◆ **Work task**
Give the listing again in full, matching it character for character.

◆ **Study material**
=======

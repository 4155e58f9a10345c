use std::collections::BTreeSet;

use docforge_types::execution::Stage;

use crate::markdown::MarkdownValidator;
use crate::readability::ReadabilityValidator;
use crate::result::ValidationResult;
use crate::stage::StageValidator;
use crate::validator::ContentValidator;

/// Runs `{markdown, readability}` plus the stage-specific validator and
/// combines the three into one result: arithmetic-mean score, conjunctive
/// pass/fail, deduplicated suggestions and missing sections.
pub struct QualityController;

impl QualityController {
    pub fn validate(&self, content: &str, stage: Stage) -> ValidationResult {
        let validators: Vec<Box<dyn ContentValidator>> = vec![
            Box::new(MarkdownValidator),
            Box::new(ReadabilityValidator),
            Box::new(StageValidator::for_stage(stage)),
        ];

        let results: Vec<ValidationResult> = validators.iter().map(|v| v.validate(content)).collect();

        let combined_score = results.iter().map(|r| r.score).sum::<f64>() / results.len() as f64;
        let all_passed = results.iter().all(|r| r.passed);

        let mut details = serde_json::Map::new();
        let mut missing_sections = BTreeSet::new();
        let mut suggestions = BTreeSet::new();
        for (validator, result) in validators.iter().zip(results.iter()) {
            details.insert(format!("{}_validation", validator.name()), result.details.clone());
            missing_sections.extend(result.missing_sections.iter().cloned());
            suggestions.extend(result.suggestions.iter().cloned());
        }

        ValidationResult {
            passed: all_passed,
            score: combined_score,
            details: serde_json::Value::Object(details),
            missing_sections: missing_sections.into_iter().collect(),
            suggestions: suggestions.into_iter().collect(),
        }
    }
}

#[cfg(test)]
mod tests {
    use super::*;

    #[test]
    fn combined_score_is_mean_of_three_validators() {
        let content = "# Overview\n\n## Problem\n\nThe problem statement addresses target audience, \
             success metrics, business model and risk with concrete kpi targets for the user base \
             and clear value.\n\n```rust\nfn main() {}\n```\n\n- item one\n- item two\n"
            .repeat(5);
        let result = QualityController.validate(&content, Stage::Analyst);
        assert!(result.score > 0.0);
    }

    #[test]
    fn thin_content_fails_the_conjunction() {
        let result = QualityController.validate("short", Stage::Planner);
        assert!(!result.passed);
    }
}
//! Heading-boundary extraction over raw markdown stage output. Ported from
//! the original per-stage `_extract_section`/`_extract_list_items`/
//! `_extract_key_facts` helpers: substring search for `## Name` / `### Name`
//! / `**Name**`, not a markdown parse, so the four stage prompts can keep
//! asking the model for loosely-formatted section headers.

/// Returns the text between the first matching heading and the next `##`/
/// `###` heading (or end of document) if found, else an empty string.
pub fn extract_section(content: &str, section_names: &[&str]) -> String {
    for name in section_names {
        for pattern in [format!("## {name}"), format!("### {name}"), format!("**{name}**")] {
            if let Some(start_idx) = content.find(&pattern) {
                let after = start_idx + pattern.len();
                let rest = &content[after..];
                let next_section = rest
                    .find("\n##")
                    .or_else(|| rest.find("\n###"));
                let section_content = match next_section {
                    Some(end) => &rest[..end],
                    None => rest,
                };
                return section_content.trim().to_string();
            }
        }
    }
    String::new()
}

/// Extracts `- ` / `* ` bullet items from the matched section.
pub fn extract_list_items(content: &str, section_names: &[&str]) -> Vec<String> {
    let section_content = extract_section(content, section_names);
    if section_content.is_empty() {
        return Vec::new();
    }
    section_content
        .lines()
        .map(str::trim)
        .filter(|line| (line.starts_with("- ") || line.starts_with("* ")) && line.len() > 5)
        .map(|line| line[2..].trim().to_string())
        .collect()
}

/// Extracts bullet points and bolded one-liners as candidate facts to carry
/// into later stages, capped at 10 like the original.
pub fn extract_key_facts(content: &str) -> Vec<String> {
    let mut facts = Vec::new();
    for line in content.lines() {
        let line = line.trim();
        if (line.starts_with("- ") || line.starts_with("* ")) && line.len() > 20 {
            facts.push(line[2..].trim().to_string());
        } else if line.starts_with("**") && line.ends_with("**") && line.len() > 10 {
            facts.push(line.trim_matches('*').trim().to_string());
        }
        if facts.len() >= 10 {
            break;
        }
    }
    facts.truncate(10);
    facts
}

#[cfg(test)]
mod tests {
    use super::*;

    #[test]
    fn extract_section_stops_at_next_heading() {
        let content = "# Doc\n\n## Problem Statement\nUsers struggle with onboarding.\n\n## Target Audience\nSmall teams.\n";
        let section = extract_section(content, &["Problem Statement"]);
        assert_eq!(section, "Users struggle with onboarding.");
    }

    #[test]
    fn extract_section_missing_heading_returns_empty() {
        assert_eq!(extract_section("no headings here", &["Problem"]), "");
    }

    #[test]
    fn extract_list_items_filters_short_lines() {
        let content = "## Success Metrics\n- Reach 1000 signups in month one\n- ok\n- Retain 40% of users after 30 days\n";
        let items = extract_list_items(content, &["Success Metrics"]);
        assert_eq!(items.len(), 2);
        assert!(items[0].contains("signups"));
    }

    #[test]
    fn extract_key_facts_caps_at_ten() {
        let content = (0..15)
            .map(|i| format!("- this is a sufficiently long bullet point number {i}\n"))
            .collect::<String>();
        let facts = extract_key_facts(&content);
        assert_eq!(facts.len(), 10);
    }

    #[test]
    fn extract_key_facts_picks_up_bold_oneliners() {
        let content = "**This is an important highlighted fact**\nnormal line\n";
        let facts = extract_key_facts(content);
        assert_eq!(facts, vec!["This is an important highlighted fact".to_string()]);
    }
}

=======

◆ **Solved exercise**
repository 4155e58f9a10345c
use std::collections::BTreeSet;

use docforge_types::execution::Stage;

use crate::markdown::MarkdownValidator;
use crate::readability::ReadabilityValidator;
use crate::result::ValidationResult;
use crate::stage::StageValidator;
use crate::validator::ContentValidator;

/// Runs `{markdown, readability}` plus the stage-specific validator and
/// combines the three into one result: arithmetic-mean score, conjunctive
/// pass/fail, deduplicated suggestions and missing sections.
pub struct QualityController;

impl QualityController {
    pub fn validate(&self, content: &str, stage: Stage) -> ValidationResult {
        let validators: Vec<Box<dyn ContentValidator>> = vec![
            Box::new(MarkdownValidator),
            Box::new(ReadabilityValidator),
            Box::new(StageValidator::for_stage(stage)),
        ];

        let results: Vec<ValidationResult> = validators.iter().map(|v| v.validate(content)).collect();

        let combined_score = results.iter().map(|r| r.score).sum::<f64>() / results.len() as f64;
        let all_passed = results.iter().all(|r| r.passed);

        let mut details = serde_json::Map::new();
        let mut missing_sections = BTreeSet::new();
        let mut suggestions = BTreeSet::new();
        for (validator, result) in validators.iter().zip(results.iter()) {
            details.insert(format!("{}_validation", validator.name()), result.details.clone());
            missing_sections.extend(result.missing_sections.iter().cloned());
            suggestions.extend(result.suggestions.iter().cloned());
        }

        ValidationResult {
            passed: all_passed,
            score: combined_score,
            details: serde_json::Value::Object(details),
            missing_sections: missing_sections.into_iter().collect(),
            suggestions: suggestions.into_iter().collect(),
        }
    }
}

#[cfg(test)]
mod tests {
    use super::*;

    #[test]
    fn combined_score_is_mean_of_three_validators() {
        let content = "# Overview\n\n## Problem\n\nThe problem statement addresses target audience, \
             success metrics, business model and risk with concrete kpi targets for the user base \
             and clear value.\n\n```rust\nfn main() {}\n```\n\n- item one\n- item two\n"
            .repeat(5);
        let result = QualityController.validate(&content, Stage::Analyst);
        assert!(result.score > 0.0);
    }

    #[test]
    fn thin_content_fails_the_conjunction() {
        let result = QualityController.validate("short", Stage::Planner);
        assert!(!result.passed);
    }
}
//! Heading-boundary extraction over raw markdown stage output. Ported from
//! the original per-stage `_extract_section`/`_extract_list_items`/
//! `_extract_key_facts` helpers: substring search for `## Name` / `### Name`
//! / `**Name**`, not a markdown parse, so the four stage prompts can keep
//! asking the model for loosely-formatted section headers.

/// Returns the text between the first matching heading and the next `##`/
/// `###` heading (or end of document) if found, else an empty string.
pub fn extract_section(content: &str, section_names: &[&str]) -> String {
    for name in section_names {
        for pattern in [format!("## {name}"), format!("### {name}"), format!("**{name}**")] {
            if let Some(start_idx) = content.find(&pattern) {
                let after = start_idx + pattern.len();
                let rest = &content[after..];
                let next_section = rest
                    .find("\n##")
                    .or_else(|| rest.find("\n###"));
                let section_content = match next_section {
                    Some(end) => &rest[..end],
                    None => rest,
                };
                return section_content.trim().to_string();
            }
        }
    }
    String::new()
}

/// Extracts `- ` / `* ` bullet items from the matched section.
pub fn extract_list_items(content: &str, section_names: &[&str]) -> Vec<String> {
    let section_content = extract_section(content, section_names);
    if section_content.is_empty() {
        return Vec::new();
    }
    section_content
        .lines()
        .map(str::trim)
        .filter(|line| (line.starts_with("- ") || line.starts_with("* ")) && line.len() > 5)
        .map(|line| line[2..].trim().to_string())
        .collect()
}

/// Extracts bullet points and bolded one-liners as candidate facts to carry
/// into later stages, capped at 10 like the original.
pub fn extract_key_facts(content: &str) -> Vec<String> {
    let mut facts = Vec::new();
    for line in content.lines() {
        let line = line.trim();
        if (line.starts_with("- ") || line.starts_with("* ")) && line.len() > 20 {
            facts.push(line[2..].trim().to_string());
        } else if line.starts_with("**") && line.ends_with("**") && line.len() > 10 {
            facts.push(line.trim_matches('*').trim().to_string());
        }
        if facts.len() >= 10 {
            break;
        }
    }
    facts.truncate(10);
    facts
}

#[cfg(test)]
mod tests {
    use super::*;

    #[test]
    fn extract_section_stops_at_next_heading() {
        let content = "# Doc\n\n## Problem Statement\nUsers struggle with onboarding.\n\n## Target Audience\nSmall teams.\n";
        let section = extract_section(content, &["Problem Statement"]);
        assert_eq!(section, "Users struggle with onboarding.");
    }

    #[test]
    fn extract_section_missing_heading_returns_empty() {
        assert_eq!(extract_section("no headings here", &["Problem"]), "");
    }

    #[test]
    fn extract_list_items_filters_short_lines() {
        let content = "## Success Metrics\n- Reach 1000 signups in month one\n- ok\n- Retain 40% of users after 30 days\n";
        let items = extract_list_items(content, &["Success Metrics"]);
        assert_eq!(items.len(), 2);
        assert!(items[0].contains("signups"));
    }

    #[test]
    fn extract_key_facts_caps_at_ten() {
        let content = (0..15)
            .map(|i| format!("- this is a sufficiently long bullet point number {i}\n"))
            .collect::<String>();
        let facts = extract_key_facts(&content);
        assert_eq!(facts.len(), 10);
    }

    #[test]
    fn extract_key_facts_picks_up_bold_oneliners() {
        let content = "**This is an important highlighted fact**\nnormal line\n";
        let facts = extract_key_facts(content);
        assert_eq!(facts, vec!["This is an important highlighted fact".to_string()]);
    }
}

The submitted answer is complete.